* _Exercise instructions_
Write out each entry again. Keep every word exactly as it is.

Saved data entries
——————

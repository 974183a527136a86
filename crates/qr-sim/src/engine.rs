//! The tick engine: one decide phase and one commit phase per tick.

use qr_core::{NodeId, Tick, UpdateRule};
use qr_net::{Arrival, NetError, Packet, QUpdate, Topology, departure_update};

use crate::{SimObserver, SimResult};

/// What happened during one call to [`TickEngine::advance`].
#[derive(Debug, Default)]
pub struct TickReport {
    pub tick:      Tick,
    /// Packets that received a next-hop decision.
    pub decisions: usize,
    /// Hops committed.
    pub hops:      usize,
    /// Q-values rewritten.
    pub updates:   usize,
    /// Packets that reached their destination, in commit order.
    pub delivered: Vec<Packet>,
}

/// Steps a [`Topology`] through discrete ticks.
///
/// Holds nothing but the topology and the tick counter.  It has no notion
/// of "done": the driver decides when to stop calling [`advance`][Self::advance],
/// and any packets still queued simply resume on the next call.
pub struct TickEngine {
    topology: Topology,
    tick:     Tick,
}

impl TickEngine {
    pub fn new(topology: Topology) -> Self {
        Self::starting_at(topology, Tick::ZERO)
    }

    pub fn starting_at(topology: Topology, tick: Tick) -> Self {
        Self { topology, tick }
    }

    /// The tick the next call to `advance` will run.
    #[inline]
    pub fn tick(&self) -> Tick {
        self.tick
    }

    pub fn topology(&self) -> &Topology {
        &self.topology
    }

    pub fn topology_mut(&mut self) -> &mut Topology {
        &mut self.topology
    }

    pub fn into_topology(self) -> Topology {
        self.topology
    }

    /// Inject `packet` at its origin, stamped with the current tick.
    pub fn inject(&mut self, packet: Packet) -> SimResult<()> {
        let origin = packet.origin();
        self.topology.enqueue(origin, packet, self.tick)?;
        Ok(())
    }

    /// Run exactly one tick.
    pub fn advance<O: SimObserver>(&mut self, observer: &mut O) -> SimResult<TickReport> {
        let now = self.tick;
        let mut report = TickReport { tick: now, ..TickReport::default() };
        observer.on_tick_start(now);

        self.decide_all(now, observer, &mut report)?;
        self.commit_all(now, observer, &mut report)?;

        observer.on_tick_end(now, &report);
        self.tick = now.next();
        Ok(report)
    }

    /// Run `n` ticks back to back, returning the total number of deliveries.
    pub fn run_ticks<O: SimObserver>(&mut self, n: u64, observer: &mut O) -> SimResult<usize> {
        let mut delivered = 0;
        for _ in 0..n {
            delivered += self.advance(observer)?.delivered.len();
        }
        Ok(delivered)
    }

    // ── Phases ────────────────────────────────────────────────────────────

    /// Staged sends exist only between this phase and `commit_all`: if any
    /// node fails to decide, every send staged so far is rolled back before
    /// the error is returned.
    fn decide_all<O: SimObserver>(
        &mut self,
        now:      Tick,
        observer: &mut O,
        report:   &mut TickReport,
    ) -> SimResult<()> {
        if let Some(id) = self.topology.stranded_node() {
            return Err(NetError::NoNeighbors(id).into());
        }

        let pending = match self.plan_all(now, observer, report) {
            Ok(pending) => pending,
            Err(e) => {
                let dropped = self.topology.unplan_all();
                tracing::warn!(tick = now.0, dropped, error = %e, "decide phase abandoned");
                return Err(e);
            }
        };

        // Barrier: tables change only after every node has decided.
        for update in &pending {
            self.topology.apply_update(update)?;
            tracing::debug!(
                tick = now.0,
                node = update.owner.0,
                via = update.via.0,
                destination = update.destination.0,
                old = update.old,
                new = update.new,
                "Q-value updated"
            );
            observer.on_q_update(now, update);
        }
        report.updates += pending.len();
        Ok(())
    }

    /// Run `plan` on every node in id order, collecting sender-side updates
    /// for the `OnDeparture` rule.
    fn plan_all<O: SimObserver>(
        &mut self,
        now:      Tick,
        observer: &mut O,
        report:   &mut TickReport,
    ) -> SimResult<Vec<QUpdate>> {
        let sender_side = self.topology.config().update_rule == UpdateRule::OnDeparture;
        let mut pending = Vec::new();

        for i in 0..self.topology.node_count() {
            let id = NodeId(i as u32);
            let Some(decision) = self.topology.node_mut(id)?.plan(now)? else {
                continue;
            };
            if sender_side {
                let update = departure_update(
                    self.topology.node(id)?,
                    &decision,
                    &self.topology.view(id)?,
                )?;
                pending.push(update);
            }
            observer.on_decision(now, &decision);
            report.decisions += 1;
        }
        Ok(pending)
    }

    fn commit_all<O: SimObserver>(
        &mut self,
        now:      Tick,
        observer: &mut O,
        report:   &mut TickReport,
    ) -> SimResult<()> {
        for i in 0..self.topology.node_count() {
            let transfers = self.topology.commit_node(NodeId(i as u32), now)?;
            for transfer in transfers {
                observer.on_hop(now, &transfer.hop, transfer.packet);
                report.hops += 1;
                if let Some(update) = &transfer.reception.update {
                    observer.on_q_update(now, update);
                    report.updates += 1;
                }
                if let Arrival::Delivered(packet) = transfer.reception.arrival {
                    observer.on_delivered(transfer.hop.received, &packet);
                    report.delivered.push(packet);
                }
            }
        }
        Ok(())
    }
}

——————

* _Exercise response_
repository 974183a527136a86
filename crates/qr-sim/src/engine.rs
//! The tick engine: one decide phase and one commit phase per tick.

use qr_core::{NodeId, Tick, UpdateRule};
use qr_net::{Arrival, NetError, Packet, QUpdate, Topology, departure_update};

use crate::{SimObserver, SimResult};

/// What happened during one call to [`TickEngine::advance`].
#[derive(Debug, Default)]
pub struct TickReport {
    pub tick:      Tick,
    /// Packets that received a next-hop decision.
    pub decisions: usize,
    /// Hops committed.
    pub hops:      usize,
    /// Q-values rewritten.
    pub updates:   usize,
    /// Packets that reached their destination, in commit order.
    pub delivered: Vec<Packet>,
}

/// Steps a [`Topology`] through discrete ticks.
///
/// Holds nothing but the topology and the tick counter.  It has no notion
/// of "done": the driver decides when to stop calling [`advance`][Self::advance],
/// and any packets still queued simply resume on the next call.
pub struct TickEngine {
    topology: Topology,
    tick:     Tick,
}

impl TickEngine {
    pub fn new(topology: Topology) -> Self {
        Self::starting_at(topology, Tick::ZERO)
    }

    pub fn starting_at(topology: Topology, tick: Tick) -> Self {
        Self { topology, tick }
    }

    /// The tick the next call to `advance` will run.
    #[inline]
    pub fn tick(&self) -> Tick {
        self.tick
    }

    pub fn topology(&self) -> &Topology {
        &self.topology
    }

    pub fn topology_mut(&mut self) -> &mut Topology {
        &mut self.topology
    }

    pub fn into_topology(self) -> Topology {
        self.topology
    }

    /// Inject `packet` at its origin, stamped with the current tick.
    pub fn inject(&mut self, packet: Packet) -> SimResult<()> {
        let origin = packet.origin();
        self.topology.enqueue(origin, packet, self.tick)?;
        Ok(())
    }

    /// Run exactly one tick.
    pub fn advance<O: SimObserver>(&mut self, observer: &mut O) -> SimResult<TickReport> {
        let now = self.tick;
        let mut report = TickReport { tick: now, ..TickReport::default() };
        observer.on_tick_start(now);

        self.decide_all(now, observer, &mut report)?;
        self.commit_all(now, observer, &mut report)?;

        observer.on_tick_end(now, &report);
        self.tick = now.next();
        Ok(report)
    }

    /// Run `n` ticks back to back, returning the total number of deliveries.
    pub fn run_ticks<O: SimObserver>(&mut self, n: u64, observer: &mut O) -> SimResult<usize> {
        let mut delivered = 0;
        for _ in 0..n {
            delivered += self.advance(observer)?.delivered.len();
        }
        Ok(delivered)
    }

    // ── Phases ────────────────────────────────────────────────────────────

    /// Staged sends exist only between this phase and `commit_all`: if any
    /// node fails to decide, every send staged so far is rolled back before
    /// the error is returned.
    fn decide_all<O: SimObserver>(
        &mut self,
        now:      Tick,
        observer: &mut O,
        report:   &mut TickReport,
    ) -> SimResult<()> {
        if let Some(id) = self.topology.stranded_node() {
            return Err(NetError::NoNeighbors(id).into());
        }

        let pending = match self.plan_all(now, observer, report) {
            Ok(pending) => pending,
            Err(e) => {
                let dropped = self.topology.unplan_all();
                tracing::warn!(tick = now.0, dropped, error = %e, "decide phase abandoned");
                return Err(e);
            }
        };

        // Barrier: tables change only after every node has decided.
        for update in &pending {
            self.topology.apply_update(update)?;
            tracing::debug!(
                tick = now.0,
                node = update.owner.0,
                via = update.via.0,
                destination = update.destination.0,
                old = update.old,
                new = update.new,
                "Q-value updated"
            );
            observer.on_q_update(now, update);
        }
        report.updates += pending.len();
        Ok(())
    }

    /// Run `plan` on every node in id order, collecting sender-side updates
    /// for the `OnDeparture` rule.
    fn plan_all<O: SimObserver>(
        &mut self,
        now:      Tick,
        observer: &mut O,
        report:   &mut TickReport,
    ) -> SimResult<Vec<QUpdate>> {
        let sender_side = self.topology.config().update_rule == UpdateRule::OnDeparture;
        let mut pending = Vec::new();

        for i in 0..self.topology.node_count() {
            let id = NodeId(i as u32);
            let Some(decision) = self.topology.node_mut(id)?.plan(now)? else {
                continue;
            };
            if sender_side {
                let update = departure_update(
                    self.topology.node(id)?,
                    &decision,
                    &self.topology.view(id)?,
                )?;
                pending.push(update);
            }
            observer.on_decision(now, &decision);
            report.decisions += 1;
        }
        Ok(pending)
    }

    fn commit_all<O: SimObserver>(
        &mut self,
        now:      Tick,
        observer: &mut O,
        report:   &mut TickReport,
    ) -> SimResult<()> {
        for i in 0..self.topology.node_count() {
            let transfers = self.topology.commit_node(NodeId(i as u32), now)?;
            for transfer in transfers {
                observer.on_hop(now, &transfer.hop, transfer.packet);
                report.hops += 1;
                if let Some(update) = &transfer.reception.update {
                    observer.on_q_update(now, update);
                    report.updates += 1;
                }
                if let Arrival::Delivered(packet) = transfer.reception.arrival {
                    observer.on_delivered(transfer.hop.received, &packet);
                    report.delivered.push(packet);
                }
            }
        }
        Ok(())
    }
}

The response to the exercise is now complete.